For Jesus knew it was a story of redemptive violence, a story in which violence – God’s violence – was the pathway to freedom. And he didn’t, as we are tempted to, pretend that the violence wasn’t there, he didn’t gloss over the violence of the story.

Instead he did something far more radical. As part of a marginal and threatened group within an oppressed and captive people, he took a narrative in which violence was the pathway to freedom, and he made himself the object of that violence.

In keeping with his consistent record of preaching peace, preaching love of enemy, Jesus refuses to take this story of violence and apply it, gleefully, as so many did, to the oppressor; instead, knowing that the violence was inescapable, he chose to make himself the victim.

This is my body, broken for you.
This is my blood, shed for you.

Broken and shed to save us.

To save us from sin, to offer us redemption.

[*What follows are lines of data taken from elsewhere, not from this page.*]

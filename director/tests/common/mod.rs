//! Common test utilities and infrastructure
//!
//! Shared fixtures and builders used by the unit and integration suites.

#![allow(dead_code)]

pub mod fixtures;
pub mod helpers;

pub use fixtures::TestFixtures;
pub use helpers::{DirectorBuilder, TestHelpers};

And to save us from the story we were trapped in, the story of conflict and redemptive violence, the story of us against them, they story of freedom for my people only at the expense of the other.

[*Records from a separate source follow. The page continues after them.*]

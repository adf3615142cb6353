//! Shared types for the traffic director workspace
//!
//! Contains the resource handles, protocol enums, request bodies and gateway
//! errors exchanged between the orchestrator and the control-plane gateways.
//! Nothing in here performs I/O apart from tracing initialisation.

pub mod bodies;
pub mod errors;
pub mod logging;
pub mod types;

pub use errors::*;
pub use types::*;

// Re-export the request bodies most call sites need
pub use bodies::{
    // Compute
    BackendPatchOptions, BackendServiceOptions, BackendServicePatch, BackendServiceSpec,
    CircuitBreakers, FirewallRuleSpec, ForwardingRuleSpec, HostRule, LocalityLbPolicy,
    OutlierDetection, PathMatcher, SecuritySettings, UrlMapBody,

    // Network security
    AuthorizationPolicyBody, AuthzAction, AuthzRule, CertificateProvider, ClientTlsPolicyBody,
    ServerTlsPolicyBody,

    // Network services
    EndpointPolicyBody, GrpcRouteBody, HttpRouteBody, MeshBody, RouteAction, RouteDestination,
};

And to offer us instead an alternative to that story; in which the people of God choose to stand with the victims of violence, not with those who benefit. In which we can read the story of the Exodus and identify not with Moses, but with the parents in Egypt grieving for the death of their child. In which peace comes not through superior firepower, not through the exclusion of the other, but through love, self giving, hospitality, generosity, forgiveness, just, self-sacrifice.

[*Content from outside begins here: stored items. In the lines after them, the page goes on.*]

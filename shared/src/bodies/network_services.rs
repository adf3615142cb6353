//! Network services gateway bodies
//!
//! Meshes, gRPC/HTTP routes and endpoint policies.

use serde::{Deserialize, Serialize};

/// Mesh creation body; the mesh carries no settings of its own
#[derive(Serialize, Deserialize, Clone, Debug, Default, PartialEq, Eq)]
pub struct MeshBody {}

#[derive(Serialize, Deserialize, Clone, Debug, PartialEq, Eq)]
#[serde(rename_all = "camelCase")]
pub struct GrpcRouteBody {
    /// Mesh URLs the route attaches to
    pub meshes: Vec<String>,
    pub hostnames: Vec<String>,
    pub rules: Vec<RouteRule>,
}

#[derive(Serialize, Deserialize, Clone, Debug, PartialEq, Eq)]
#[serde(rename_all = "camelCase")]
pub struct HttpRouteBody {
    pub meshes: Vec<String>,
    pub hostnames: Vec<String>,
    pub rules: Vec<RouteRule>,
}

#[derive(Serialize, Deserialize, Clone, Debug, PartialEq, Eq)]
#[serde(rename_all = "camelCase")]
pub struct RouteRule {
    #[serde(default, skip_serializing_if = "Vec::is_empty")]
    pub matches: Vec<HttpRouteMatch>,
    pub action: RouteAction,
}

impl RouteRule {
    /// Rule without matchers forwarding everything to one service
    pub fn forward_to(service_name: impl Into<String>) -> Self {
        Self {
            matches: Vec::new(),
            action: RouteAction {
                destinations: vec![RouteDestination {
                    service_name: service_name.into(),
                    weight: None,
                }],
            },
        }
    }
}

#[derive(Serialize, Deserialize, Clone, Debug, Default, PartialEq, Eq)]
#[serde(rename_all = "camelCase")]
pub struct HttpRouteMatch {
    #[serde(skip_serializing_if = "Option::is_none")]
    pub prefix_match: Option<String>,
    #[serde(skip_serializing_if = "Option::is_none")]
    pub full_path_match: Option<String>,
}

#[derive(Serialize, Deserialize, Clone, Debug, PartialEq, Eq)]
#[serde(rename_all = "camelCase")]
pub struct RouteAction {
    pub destinations: Vec<RouteDestination>,
}

#[derive(Serialize, Deserialize, Clone, Debug, PartialEq, Eq)]
#[serde(rename_all = "camelCase")]
pub struct RouteDestination {
    /// Fully-qualified backend service resource name
    pub service_name: String,
    #[serde(skip_serializing_if = "Option::is_none")]
    pub weight: Option<u32>,
}

/// Collects the destination services of a route rule list
pub fn route_destinations(rules: &[RouteRule]) -> Vec<String> {
    rules
        .iter()
        .flat_map(|rule| rule.action.destinations.iter())
        .map(|destination| destination.service_name.clone())
        .collect()
}

#[derive(Serialize, Deserialize, Clone, Copy, Debug, PartialEq, Eq)]
#[serde(rename_all = "SCREAMING_SNAKE_CASE")]
pub enum EndpointPolicyType {
    GrpcServer,
    SidecarProxy,
}

#[derive(Serialize, Deserialize, Clone, Debug, PartialEq, Eq)]
#[serde(rename_all = "camelCase")]
pub struct EndpointPolicyBody {
    #[serde(rename = "type")]
    pub policy_type: EndpointPolicyType,
    pub traffic_port_selector: PortSelector,
    pub endpoint_matcher: EndpointMatcher,
    /// Name of the server TLS policy applied to matched endpoints
    #[serde(skip_serializing_if = "Option::is_none")]
    pub server_tls_policy: Option<String>,
    #[serde(skip_serializing_if = "Option::is_none")]
    pub authorization_policy: Option<String>,
}

#[derive(Serialize, Deserialize, Clone, Debug, PartialEq, Eq)]
pub struct PortSelector {
    pub ports: Vec<String>,
}

#[derive(Serialize, Deserialize, Clone, Debug, PartialEq, Eq)]
#[serde(rename_all = "camelCase")]
pub struct EndpointMatcher {
    pub metadata_label_matcher: MetadataLabelMatcher,
}

#[derive(Serialize, Deserialize, Clone, Debug, PartialEq, Eq)]
#[serde(rename_all = "camelCase")]
pub struct MetadataLabelMatcher {
    /// Either `MATCH_ALL` or `MATCH_ANY`
    pub metadata_label_match_criteria: String,
    pub metadata_labels: Vec<MetadataLabel>,
}

#[derive(Serialize, Deserialize, Clone, Debug, PartialEq, Eq)]
#[serde(rename_all = "camelCase")]
pub struct MetadataLabel {
    pub label_name: String,
    pub label_value: String,
}

#[cfg(test)]
mod tests {
    use super::*;

    #[test]
    fn test_endpoint_policy_wire_format() {
        let body = EndpointPolicyBody {
            policy_type: EndpointPolicyType::GrpcServer,
            traffic_port_selector: PortSelector {
                ports: vec!["8080".to_string()],
            },
            endpoint_matcher: EndpointMatcher {
                metadata_label_matcher: MetadataLabelMatcher {
                    metadata_label_match_criteria: "MATCH_ALL".to_string(),
                    metadata_labels: vec![MetadataLabel {
                        label_name: "app".to_string(),
                        label_value: "ns-server".to_string(),
                    }],
                },
            },
            server_tls_policy: None,
            authorization_policy: None,
        };
        let json = serde_json::to_value(&body).unwrap();

        assert_eq!(json["type"], "GRPC_SERVER");
        assert_eq!(json["trafficPortSelector"]["ports"][0], "8080");
        assert!(json.get("serverTlsPolicy").is_none());
    }

    #[test]
    fn test_forward_to_has_single_destination() {
        let rule = RouteRule::forward_to("projects/p/locations/global/backendServices/bs");
        assert_eq!(route_destinations(&[rule]).len(), 1);
    }

    #[test]
    fn test_route_destinations_reachable_from_bodies() {
        let rules = vec![
            RouteRule::forward_to("projects/p/locations/global/backendServices/a"),
            RouteRule::forward_to("projects/p/locations/global/backendServices/b"),
        ];

        assert_eq!(
            crate::bodies::route_destinations(&rules),
            vec![
                "projects/p/locations/global/backendServices/a".to_string(),
                "projects/p/locations/global/backendServices/b".to_string(),
            ]
        );
    }
}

For at the Last Supper, Jesus does not just reinterpret the story of the Exodus, he looks forward to a time in which that new meaning finds it’s fulfilment, in the obscure we generally skip over. He said to them, ‘I have eagerly desired to eat this Passover with you before I suffer; for I tell you, I will not eat it until it is fulfilled in the kingdom of God.’

The Passover, this powerful symbol of freedom, is to be fulfilled in the Kingdom of God. And until it is, he will not eat it. He has longed to share this symbolic meal with his friends, but this Passover meal is not the real thing. This Passover meal still recalls the sacrifice of a lamb and the gaining of freedom through the slaughter of the innocent.

The Passover Jesus longed to eat was the one in which the violence of the story has been drained by his self-giving, and love of enemy has replaced fear, love has replaced distrust, hospitality has replaced barriers.

The true and final fulfilment of the Passover is when the people of God are set free to be a blessing to all peoples, all nations, as the promise made to Abraham and Sarah.

The Passover will be fulfilled when all are welcome at God’s table, in the final fullness of the Kingdom of God, when God’s will for peace, love, justice, reconciliation, is done on earth as in heaven; when all God’s children are fed and clothed, healthy and educated, secure and loved.
And when man finally places aside the blasphemous myth that by violence against our enemy God’s will is served.